[Stored items from a collection]
• • • • • • •
impl SnatClient {
    /// Create a client placing `local_ip` on the SNAT bridge.
    ///
    /// `host_primary_mac` becomes the bridge's hardware address.
    ///
    /// # Errors
    ///
    /// Returns [`TetherError::Config`] if no bridge address is configured.
    pub fn new(
        services: HostServices,
        config: &EngineConfig,
        host_snat_veth_name: impl Into<String>,
        container_snat_veth_name: impl Into<String>,
        local_ip: IpNet,
        host_primary_mac: MacAddr,
    ) -> TetherResult<Self> {
        let bridge_ip = config.snat.bridge_ip.ok_or_else(|| TetherError::Config {
            message: "snat.bridge_ip is required for the SNAT bridge".to_string(),
        })?;

        Ok(Self {
            config: config.snat.clone(),
            imds_ip: IpNet::V4(config.addresses.imds_ip),
            bridge_ip,
            local_ip,
            host_primary_mac,
            host_snat_veth_name: host_snat_veth_name.into(),
            container_snat_veth_name: container_snat_veth_name.into(),
            container_mac: None,
            utils: NetworkUtils::new(Arc::clone(&services.netlink), services.exec),
            netlink: services.netlink,
            ebtables: services.ebtables,
            iptables: services.iptables,
        })
    }

    fn bridge(&self) -> &str {
        &self.config.bridge_name
    }

    /// Provision the bridge and its shared rules, then create and enslave the SNAT veth pair.
    pub async fn create_snat_endpoint(&mut self) -> TetherResult<()> {
        {
            let _guard = SNAT_BRIDGE_LOCK.lock().await;

            check(Operation::ProvisionSnatBridge, self.create_snat_bridge().await)?;

            if self.config.enable_proxy_arp {
                check(
                    Operation::EnableProxyArp,
                    self.utils.set_proxy_arp(self.bridge()).await,
                )?;
            }

            let masquerade = self.masquerade_rule();
            check(
                Operation::AddMasquerade,
                iptables::ensure_inserted(&*self.iptables, &masquerade)
                    .await
                    .map(drop),
            )?;

            let vlan_drop = EbRule::vlan_drop();
            check(
                Operation::AddVlanDrop,
                ebtables::append_if_absent(&*self.ebtables, &vlan_drop)
                    .await
                    .map(drop),
            )?;
        }

        check(
            Operation::CreateVeth,
            self.utils
                .create_endpoint(&self.host_snat_veth_name, &self.container_snat_veth_name, None)
                .await,
        )?;

        let mac = self
            .netlink
            .hardware_address(&self.container_snat_veth_name)
            .await;
        if let Some(mac) = enforce(Operation::ReadContainerMac, mac)? {
            self.container_mac = Some(mac);
        }

        debug!(host_veth = %self.host_snat_veth_name, bridge = %self.bridge(), "Setting link master");
        check(
            Operation::SetLinkMaster,
            self.netlink
                .set_link_master(&self.host_snat_veth_name, self.bridge())
                .await,
        )
    }

    async fn create_snat_bridge(&self) -> TetherResult<()> {
        let bridge = self.bridge();

        if self.netlink.link_exists(bridge).await? {
            debug!(bridge, "SNAT bridge already exists");
        } else {
            info!(bridge, "Creating SNAT bridge");
            match self.netlink.add_link(&LinkInfo::bridge(bridge)).await {
                Err(e) if e.is_already_exists() => debug!(bridge, "SNAT bridge created concurrently"),
                other => other?,
            }
        }

        self.netlink
            .set_link_address(bridge, self.host_primary_mac)
            .await?;
        self.utils.disable_ra_for_interface(bridge).await?;

        debug!(bridge, addr = %self.bridge_ip, "Assigning SNAT bridge address");
        match self.netlink.add_ip_address(bridge, self.bridge_ip).await {
            Err(e) if e.is_already_exists() => debug!(bridge, "SNAT bridge address already present"),
            other => other?,
        }

        self.netlink.set_link_state(bridge, true).await
    }

    fn masquerade_rule(&self) -> IptRule {
        IptRule::v4(
            NAT,
            POSTROUTING,
            format!("-s {}", self.bridge_ip.trunc()),
            MASQUERADE,
        )
    }

    /// Keep the skip-list and the metadata address reachable through the bridge.
    pub async fn allow_ip_addresses_on_snat_bridge(&self) -> TetherResult<()> {
        let mut allowed = self.config.skip_addresses_from_block.clone();
        if !allowed.contains(&self.imds_ip) {
            allowed.push(self.imds_ip);
        }

        let _guard = SNAT_BRIDGE_LOCK.lock().await;
        check(
            Operation::SetAddressFilter,
            netutils::allow_ip_addresses(&*self.iptables, self.bridge(), &allowed).await,
        )
    }

    /// Drop private-range traffic crossing the bridge.
    pub async fn block_ip_addresses_on_snat_bridge(&self) -> TetherResult<()> {
        let _guard = SNAT_BRIDGE_LOCK.lock().await;
        check(
            Operation::SetAddressFilter,
            netutils::block_ip_addresses(&*self.iptables, self.bridge()).await,
        )
    }

    /// Move the container side of the SNAT veth into `netns`.
    pub async fn move_snat_endpoint_to_container_ns(&self, netns: &NetnsHandle) -> TetherResult<()> {
        debug!(container_veth = %self.container_snat_veth_name, %netns, "Moving SNAT endpoint to namespace");
        check(
            Operation::MoveToNamespace,
            self.netlink
                .set_link_netns(&self.container_snat_veth_name, netns)
                .await,
        )
    }

    /// Rename the container side to the configured SNAT interface name.
    pub async fn setup_snat_container_interface(&mut self, netns: &NetnsHandle) -> TetherResult<()> {
        let link = self.netlink.in_namespace(netns);
        check(
            Operation::RenameInterface,
            NetworkUtils::setup_container_interface(
                &*link,
                &self.container_snat_veth_name,
                &self.config.container_if_name,
            )
            .await,
        )?;
        self.container_snat_veth_name = self.config.container_if_name.clone();
        Ok(())
    }

    /// Assign the local SNAT address inside the container.
    pub async fn configure_snat_container_interface(&self, netns: &NetnsHandle) -> TetherResult<()> {
        let link = self.netlink.in_namespace(netns);
        check(
            Operation::AssignAddress,
            NetworkUtils::assign_ip_to_interface(
                &*link,
                &self.container_snat_veth_name,
                &[self.local_ip],
            )
            .await,
        )
    }

    async fn ensure_chain_jump(&self, builtin: &str, chain: &str) -> TetherResult<()> {
        check(
            Operation::CreateChain,
            self.iptables.create_chain(IpVersion::V4, FILTER, chain).await,
        )?;
        let jump = IptRule::v4(FILTER, builtin, "", chain);
        check(
            Operation::CreateChain,
            iptables::ensure_inserted(&*self.iptables, &jump)
                .await
                .map(drop),
        )
    }

    async fn insert_directional_rule(&self, rule: IptRule) -> TetherResult<()> {
        debug!(%rule, "Adding directional rule");
        check(
            Operation::AddDirectionalRule,
            iptables::ensure_inserted(&*self.iptables, &rule)
                .await
                .map(drop),
        )
    }

    fn host_to_nc_rule(&self, local_ip: IpAddr) -> IptRule {
        IptRule::v4(
            FILTER,
            TETHER_OUTPUT,
            format!("-s {} -d {local_ip}", self.bridge_ip.addr()),
            ACCEPT,
        )
    }

    fn nc_to_host_rule(&self, local_ip: IpAddr) -> IptRule {
        IptRule::v4(
            FILTER,
            TETHER_INPUT,
            format!("-s {local_ip} -d {}", self.bridge_ip.addr()),
            ACCEPT,
        )
    }

    fn established_rule(&self, chain: &str, direction: &str) -> IptRule {
        IptRule::v4(
            FILTER,
            chain,
            format!(
                "{direction} {} -m state --state {ESTABLISHED},{RELATED}",
                self.bridge()
            ),
            ACCEPT,
        )
    }

    fn container_neighbor(&self, local_ip: IpAddr, mac: Option<MacAddr>) -> LinkInfo {
        routes::bridge_neighbor(self.bridge(), local_ip, mac)
    }

    /// SNAT address recorded for an endpoint, falling back to this client's.
    fn recorded_local_ip(&self, record: &EndpointRecord) -> IpAddr {
        record
            .ip_addresses
            .iter()
            .map(IpNet::addr)
            .find(IpAddr::is_ipv4)
            .unwrap_or_else(|| self.local_ip.addr())
    }

    async fn add_container_neighbor(&self) -> TetherResult<()> {
        let mac = match self.container_mac {
            Some(mac) => Some(mac),
            None => {
                let read = self
                    .netlink
                    .hardware_address(&self.container_snat_veth_name)
                    .await;
                enforce(Operation::AddStaticNeighbor, read)?
            }
        };
        let Some(mac) = mac else {
            return Ok(());
        };

        debug!(ip = %self.local_ip.addr(), %mac, bridge = %self.bridge(), "Adding SNAT neighbor");
        check(
            Operation::AddStaticNeighbor,
            self.netlink
                .set_or_remove_neighbor(
                    &self.container_neighbor(self.local_ip.addr(), Some(mac)),
                    NeighborOp::Add,
                    NeighborState::Permanent,
                )
                .await,
        )
    }

    async fn remove_container_neighbor(&self, local_ip: IpAddr) {
        cleanup(
            Operation::DeleteStaticNeighbor,
            self.netlink
                .set_or_remove_neighbor(
                    &self.container_neighbor(local_ip, None),
                    NeighborOp::Remove,
                    NeighborState::Incomplete,
                )
                .await,
        );
    }

    /// Let the host open connections to the container; only replies flow back.
    pub async fn allow_inbound_from_host_to_nc(&self) -> TetherResult<()> {
        {
            let _guard = SNAT_BRIDGE_LOCK.lock().await;
            self.ensure_chain_jump(OUTPUT, TETHER_OUTPUT).await?;
            self.insert_directional_rule(self.host_to_nc_rule(self.local_ip.addr()))
                .await?;
            self.ensure_chain_jump(INPUT, TETHER_INPUT).await?;
            self.insert_directional_rule(self.established_rule(TETHER_INPUT, "-i"))
                .await?;
        }
        self.add_container_neighbor().await
    }

    /// Let the container open connections to the host; only replies flow back.
    pub async fn allow_inbound_from_nc_to_host(&self) -> TetherResult<()> {
        {
            let _guard = SNAT_BRIDGE_LOCK.lock().await;
            self.ensure_chain_jump(INPUT, TETHER_INPUT).await?;
            self.insert_directional_rule(self.nc_to_host_rule(self.local_ip.addr()))
                .await?;
            self.ensure_chain_jump(OUTPUT, TETHER_OUTPUT).await?;
            self.insert_directional_rule(self.established_rule(TETHER_OUTPUT, "-o"))
                .await?;
        }
        self.add_container_neighbor().await
    }

    /// Remove the host-to-container allow rule and the neighbor entry for `local_ip`.
    pub async fn delete_inbound_from_host_to_nc(&self, local_ip: IpAddr) {
        let rule = self.host_to_nc_rule(local_ip);
        debug!(%rule, "Removing directional rule");
        cleanup(
            Operation::DeleteDirectionalRule,
            iptables::delete_if_present(&*self.iptables, &rule)
                .await
                .map(drop),
        );
        self.remove_container_neighbor(local_ip).await;
    }

    /// Remove the container-to-host allow rule and the neighbor entry for `local_ip`.
    pub async fn delete_inbound_from_nc_to_host(&self, local_ip: IpAddr) {
        let rule = self.nc_to_host_rule(local_ip);
        debug!(%rule, "Removing directional rule");
        cleanup(
            Operation::DeleteDirectionalRule,
            iptables::delete_if_present(&*self.iptables, &rule)
                .await
                .map(drop),
        );
        self.remove_container_neighbor(local_ip).await;
    }

    /// Drop ARP for the bridge's link-local range arriving on the SNAT veth.
    pub async fn drop_arp_for_snat_bridge_apipa_range(&self) -> TetherResult<()> {
        let rule = EbRule::arp_drop_for_cidr(self.bridge_ip, &self.host_snat_veth_name);
        check(
            Operation::AddArpDrop,
            ebtables::append_if_absent(&*self.ebtables, &rule)
                .await
                .map(drop),
        )
    }

    /// Remove the ARP drop installed for `host_veth`.
    pub async fn delete_arp_drop_for_snat_bridge_apipa_range(&self, host_veth: &str) {
        let rule = EbRule::arp_drop_for_cidr(self.bridge_ip, host_veth);
        debug!(%rule, "Removing ARP drop");
        cleanup(
            Operation::DeleteArpDrop,
            self.ebtables.apply(&rule, RuleAction::Delete).await,
        );
    }

    /// Delete the host side of the SNAT veth. The bridge stays.
    pub async fn delete_snat_endpoint(&self) -> TetherResult<()> {
        debug!(host_veth = %self.host_snat_veth_name, "Deleting SNAT veth");
        check(
            Operation::DeleteLink,
            self.netlink.delete_link(&self.host_snat_veth_name).await,
        )
    }
}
• • • • • • •
→ **EXERCISE DETAILS**
Select and copy each line from the data that includes the word "configured".

→ **ANSWER BOX**
    /// Returns [`TetherError::Config`] if no bridge address is configured.
    /// Rename the container side to the configured SNAT interface name.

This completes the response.